Research

Our lab is primarily focused on targeted therapy approaches to treating human hematologic malignancies. Much of our past work has focused on chronic myeloid leukemia (CML), a disease of the hematopoietic pluripotent stem cell, which can be effectively treated with small molecule tyrosine kinase inhibitors (TKIs) such as imatinib (Gleevec), which selectively targets the pathologically activated BCR-ABL tyrosine kinase. We initially dissected molecular mechanisms of resistance to imatinib resistance, and exploited this understanding to preclinically identify and clinically test novel compounds for the treatment of imatinib-resistant disease. Through a collaborative effort with Bristol-Myers Squibb, we identified dasatinib (Sprycel) as a promising second generation TKI, and spearheaded the first clinical studies with this agent, which led to its approval by the US FDA and numerous other regulatory agencies in 2006. We continue to work toward a better understanding of resistance mechanisms to BCR-ABL TKIs, and to pinpoint the molecular features of BCR-ABL kinase activity that enable it to confer a state of “oncogene addiction” and thereby render it a highly effective target.

Much of our current work is focused on acute myeloid leukemia (AML), the most common type of leukemia in adults.
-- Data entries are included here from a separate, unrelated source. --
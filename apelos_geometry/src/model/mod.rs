mod collection;
mod feature;
mod geometry;
mod properties;
mod types;
mod value;

pub use collection::*;
pub use feature::*;
pub use geometry::*;
pub use properties::*;
pub use types::*;
pub use value::*;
Recently, potent inhibitors of the FLT3 kinase have demonstrated impressive clinical activity in a substantial proportion of acute myeloid leukemia (AML) patients who harbor activating mutations in this kinase, but in the vast majority of cases, the disease relapses quickly. We identified a small number of drug-resistant point mutations in the kinase domain in most samples obtained from patients whose disease developed resistance to treatment. This work has led to the identification and clinical investigation of several new FLT3 TKIs. Translational studies with samples obtained from these patients are ongoing. Current efforts are aimed at characterizing and circumventing other mechanisms of resistance to FLT3 TKIs and better defining the clonal hierarchy of resistant disease. Basic and translational studies are also ongoing with promising investigational therapies that target proteins such as BRD4, IDH1/2.